▶ [DATA PROVIDED]
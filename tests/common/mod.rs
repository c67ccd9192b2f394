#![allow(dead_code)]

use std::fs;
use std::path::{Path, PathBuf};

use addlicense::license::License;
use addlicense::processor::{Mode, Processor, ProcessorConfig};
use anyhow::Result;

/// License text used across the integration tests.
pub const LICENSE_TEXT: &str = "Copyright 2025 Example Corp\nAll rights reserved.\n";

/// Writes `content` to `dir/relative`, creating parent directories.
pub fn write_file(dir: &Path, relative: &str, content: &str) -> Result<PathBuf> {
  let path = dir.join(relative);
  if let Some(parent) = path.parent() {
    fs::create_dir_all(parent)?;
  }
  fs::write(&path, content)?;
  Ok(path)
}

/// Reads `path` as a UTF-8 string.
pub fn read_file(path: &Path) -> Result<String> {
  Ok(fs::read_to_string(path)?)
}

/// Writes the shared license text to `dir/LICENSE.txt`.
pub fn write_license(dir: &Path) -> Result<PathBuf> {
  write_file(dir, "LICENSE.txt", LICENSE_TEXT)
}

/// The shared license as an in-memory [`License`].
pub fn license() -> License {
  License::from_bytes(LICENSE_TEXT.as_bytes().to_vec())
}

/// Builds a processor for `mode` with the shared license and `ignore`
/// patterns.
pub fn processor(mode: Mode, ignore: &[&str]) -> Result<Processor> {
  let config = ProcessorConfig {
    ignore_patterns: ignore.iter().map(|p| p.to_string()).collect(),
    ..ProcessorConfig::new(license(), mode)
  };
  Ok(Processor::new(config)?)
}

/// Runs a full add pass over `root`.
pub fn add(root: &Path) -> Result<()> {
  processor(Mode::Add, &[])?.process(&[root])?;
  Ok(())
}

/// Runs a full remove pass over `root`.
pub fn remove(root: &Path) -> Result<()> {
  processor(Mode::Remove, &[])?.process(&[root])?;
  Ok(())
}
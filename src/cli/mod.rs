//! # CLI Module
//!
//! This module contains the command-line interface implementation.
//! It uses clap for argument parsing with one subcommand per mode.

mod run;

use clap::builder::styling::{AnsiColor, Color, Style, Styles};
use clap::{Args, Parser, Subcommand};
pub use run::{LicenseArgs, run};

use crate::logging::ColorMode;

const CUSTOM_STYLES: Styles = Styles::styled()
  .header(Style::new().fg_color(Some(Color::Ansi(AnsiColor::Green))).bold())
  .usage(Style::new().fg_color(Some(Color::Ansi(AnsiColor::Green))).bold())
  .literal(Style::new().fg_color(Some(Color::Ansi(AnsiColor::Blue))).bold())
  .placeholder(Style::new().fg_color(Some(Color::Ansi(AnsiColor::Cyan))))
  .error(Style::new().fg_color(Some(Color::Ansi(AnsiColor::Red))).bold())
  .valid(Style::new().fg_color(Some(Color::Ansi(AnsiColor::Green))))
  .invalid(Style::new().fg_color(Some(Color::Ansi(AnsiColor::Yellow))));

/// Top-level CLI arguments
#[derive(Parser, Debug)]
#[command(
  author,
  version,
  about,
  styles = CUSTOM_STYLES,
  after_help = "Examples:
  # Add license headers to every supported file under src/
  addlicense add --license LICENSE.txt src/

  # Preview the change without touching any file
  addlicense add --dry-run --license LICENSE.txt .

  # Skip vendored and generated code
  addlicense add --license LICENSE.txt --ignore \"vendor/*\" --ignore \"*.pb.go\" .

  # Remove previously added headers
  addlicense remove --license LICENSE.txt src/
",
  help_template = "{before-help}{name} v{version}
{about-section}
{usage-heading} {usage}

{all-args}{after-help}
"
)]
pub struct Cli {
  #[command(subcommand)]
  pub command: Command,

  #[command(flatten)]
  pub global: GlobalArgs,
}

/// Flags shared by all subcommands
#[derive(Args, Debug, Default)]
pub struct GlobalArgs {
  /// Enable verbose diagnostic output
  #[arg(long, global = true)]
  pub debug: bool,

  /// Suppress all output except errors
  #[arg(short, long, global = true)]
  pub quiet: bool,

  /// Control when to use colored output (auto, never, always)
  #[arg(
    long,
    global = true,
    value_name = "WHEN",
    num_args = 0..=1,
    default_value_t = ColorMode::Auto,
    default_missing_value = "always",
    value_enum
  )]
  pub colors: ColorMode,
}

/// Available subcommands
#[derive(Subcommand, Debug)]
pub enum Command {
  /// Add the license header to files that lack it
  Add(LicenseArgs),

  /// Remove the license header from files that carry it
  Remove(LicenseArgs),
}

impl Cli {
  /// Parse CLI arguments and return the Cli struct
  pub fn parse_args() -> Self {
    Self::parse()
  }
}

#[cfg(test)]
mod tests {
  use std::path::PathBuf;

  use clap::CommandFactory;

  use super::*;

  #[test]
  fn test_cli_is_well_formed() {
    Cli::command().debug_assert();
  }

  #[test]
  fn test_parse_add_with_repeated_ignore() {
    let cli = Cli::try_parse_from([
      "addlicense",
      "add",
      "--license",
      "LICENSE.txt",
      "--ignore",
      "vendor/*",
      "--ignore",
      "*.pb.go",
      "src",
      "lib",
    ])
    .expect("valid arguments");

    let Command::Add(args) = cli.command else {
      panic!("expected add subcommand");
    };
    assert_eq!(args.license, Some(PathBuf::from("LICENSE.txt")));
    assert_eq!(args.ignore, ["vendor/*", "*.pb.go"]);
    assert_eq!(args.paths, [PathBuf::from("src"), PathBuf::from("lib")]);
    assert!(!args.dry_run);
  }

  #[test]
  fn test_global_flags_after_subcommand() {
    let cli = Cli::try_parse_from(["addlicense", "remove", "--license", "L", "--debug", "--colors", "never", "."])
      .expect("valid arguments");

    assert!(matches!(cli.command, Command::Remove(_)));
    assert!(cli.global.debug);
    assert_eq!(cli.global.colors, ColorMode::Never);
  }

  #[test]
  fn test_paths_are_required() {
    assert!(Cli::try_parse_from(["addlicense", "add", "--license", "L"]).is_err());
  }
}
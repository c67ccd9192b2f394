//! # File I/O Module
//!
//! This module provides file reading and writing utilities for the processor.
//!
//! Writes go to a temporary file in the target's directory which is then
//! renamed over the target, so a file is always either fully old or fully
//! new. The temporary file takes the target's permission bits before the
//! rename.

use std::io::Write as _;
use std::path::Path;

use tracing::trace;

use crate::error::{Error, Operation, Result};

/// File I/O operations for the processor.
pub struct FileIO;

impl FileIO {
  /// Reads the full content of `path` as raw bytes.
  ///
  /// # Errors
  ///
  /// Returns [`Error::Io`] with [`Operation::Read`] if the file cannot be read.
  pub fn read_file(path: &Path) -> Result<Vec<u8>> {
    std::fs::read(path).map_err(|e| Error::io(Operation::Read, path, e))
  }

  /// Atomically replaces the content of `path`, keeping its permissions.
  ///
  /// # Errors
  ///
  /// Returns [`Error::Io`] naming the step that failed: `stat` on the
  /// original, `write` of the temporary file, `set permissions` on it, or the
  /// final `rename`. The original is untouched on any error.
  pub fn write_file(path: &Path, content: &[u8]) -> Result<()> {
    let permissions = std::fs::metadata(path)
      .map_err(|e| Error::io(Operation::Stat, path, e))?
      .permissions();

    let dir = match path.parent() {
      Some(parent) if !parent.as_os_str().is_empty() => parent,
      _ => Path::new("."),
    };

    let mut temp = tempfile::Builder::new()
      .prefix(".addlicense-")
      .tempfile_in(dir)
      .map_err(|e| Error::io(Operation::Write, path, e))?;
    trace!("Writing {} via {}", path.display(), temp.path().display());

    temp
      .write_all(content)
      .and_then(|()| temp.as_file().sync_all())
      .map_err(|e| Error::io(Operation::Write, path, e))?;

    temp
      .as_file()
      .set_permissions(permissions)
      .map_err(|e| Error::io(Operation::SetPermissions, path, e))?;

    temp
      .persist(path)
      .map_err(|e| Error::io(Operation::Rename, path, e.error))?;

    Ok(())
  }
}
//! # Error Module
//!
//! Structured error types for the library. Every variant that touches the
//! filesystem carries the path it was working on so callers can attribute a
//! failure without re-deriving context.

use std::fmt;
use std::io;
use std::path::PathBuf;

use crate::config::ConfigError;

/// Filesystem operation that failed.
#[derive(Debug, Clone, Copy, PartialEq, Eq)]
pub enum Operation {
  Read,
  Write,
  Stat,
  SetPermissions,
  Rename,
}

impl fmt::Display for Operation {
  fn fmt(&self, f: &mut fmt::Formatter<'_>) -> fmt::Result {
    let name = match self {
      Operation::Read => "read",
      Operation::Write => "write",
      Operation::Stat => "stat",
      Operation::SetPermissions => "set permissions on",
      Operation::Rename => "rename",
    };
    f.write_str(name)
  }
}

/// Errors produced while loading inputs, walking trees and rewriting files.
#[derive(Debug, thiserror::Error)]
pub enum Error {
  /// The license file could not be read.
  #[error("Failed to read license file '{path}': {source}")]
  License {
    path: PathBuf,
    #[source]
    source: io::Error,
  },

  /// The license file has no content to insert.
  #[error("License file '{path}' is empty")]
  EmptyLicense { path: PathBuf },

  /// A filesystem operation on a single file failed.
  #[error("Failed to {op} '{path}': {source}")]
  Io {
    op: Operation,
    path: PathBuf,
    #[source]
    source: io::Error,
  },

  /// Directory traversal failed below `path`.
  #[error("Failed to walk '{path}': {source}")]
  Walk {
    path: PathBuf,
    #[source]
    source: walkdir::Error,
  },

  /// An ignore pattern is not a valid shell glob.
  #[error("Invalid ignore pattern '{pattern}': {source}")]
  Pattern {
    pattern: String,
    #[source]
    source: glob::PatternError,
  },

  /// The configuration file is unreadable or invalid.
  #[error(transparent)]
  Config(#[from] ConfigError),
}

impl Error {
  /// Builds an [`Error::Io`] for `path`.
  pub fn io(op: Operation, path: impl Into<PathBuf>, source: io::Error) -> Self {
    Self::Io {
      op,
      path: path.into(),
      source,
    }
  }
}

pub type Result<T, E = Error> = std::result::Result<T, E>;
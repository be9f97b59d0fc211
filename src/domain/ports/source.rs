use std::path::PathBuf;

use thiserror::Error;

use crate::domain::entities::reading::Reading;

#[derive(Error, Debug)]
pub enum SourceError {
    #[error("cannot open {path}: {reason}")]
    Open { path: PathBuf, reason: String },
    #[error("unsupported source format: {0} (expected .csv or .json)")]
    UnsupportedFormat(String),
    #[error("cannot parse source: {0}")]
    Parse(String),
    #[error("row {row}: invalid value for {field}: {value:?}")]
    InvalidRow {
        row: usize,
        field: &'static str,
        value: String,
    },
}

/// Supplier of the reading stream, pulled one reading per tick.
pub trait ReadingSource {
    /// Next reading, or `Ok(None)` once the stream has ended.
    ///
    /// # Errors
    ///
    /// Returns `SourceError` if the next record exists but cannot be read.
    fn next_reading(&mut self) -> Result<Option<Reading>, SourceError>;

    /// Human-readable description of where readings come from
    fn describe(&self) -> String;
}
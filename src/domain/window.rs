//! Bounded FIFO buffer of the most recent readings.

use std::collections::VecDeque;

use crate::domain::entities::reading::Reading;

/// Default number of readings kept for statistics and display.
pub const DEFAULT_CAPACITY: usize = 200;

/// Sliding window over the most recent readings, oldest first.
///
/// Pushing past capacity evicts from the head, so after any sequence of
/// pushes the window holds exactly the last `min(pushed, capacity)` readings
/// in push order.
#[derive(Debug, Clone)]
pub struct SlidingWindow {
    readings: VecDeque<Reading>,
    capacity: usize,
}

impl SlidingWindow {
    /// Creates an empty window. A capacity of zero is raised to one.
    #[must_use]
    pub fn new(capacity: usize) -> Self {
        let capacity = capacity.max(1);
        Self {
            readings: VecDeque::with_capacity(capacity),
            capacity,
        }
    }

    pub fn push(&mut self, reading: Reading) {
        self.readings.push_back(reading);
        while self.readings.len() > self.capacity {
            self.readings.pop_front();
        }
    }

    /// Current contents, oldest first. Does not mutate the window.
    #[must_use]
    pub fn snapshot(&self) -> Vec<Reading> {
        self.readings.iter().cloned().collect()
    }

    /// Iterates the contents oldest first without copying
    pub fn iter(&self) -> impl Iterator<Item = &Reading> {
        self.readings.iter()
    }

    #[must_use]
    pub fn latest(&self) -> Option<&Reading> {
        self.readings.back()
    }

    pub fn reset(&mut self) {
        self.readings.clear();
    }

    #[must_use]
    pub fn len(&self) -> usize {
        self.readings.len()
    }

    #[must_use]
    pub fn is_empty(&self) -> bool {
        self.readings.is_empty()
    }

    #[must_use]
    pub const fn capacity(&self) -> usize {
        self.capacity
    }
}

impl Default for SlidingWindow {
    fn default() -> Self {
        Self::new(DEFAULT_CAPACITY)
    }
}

▶ [TASK OBJECTIVE] Your answer must be every line from the entries that contains the string "field", copied as it stands.

▶ [SOLVED EXERCISE]
    #[error("row {row}: invalid value for {field}: {value:?}")]
        field: &'static str,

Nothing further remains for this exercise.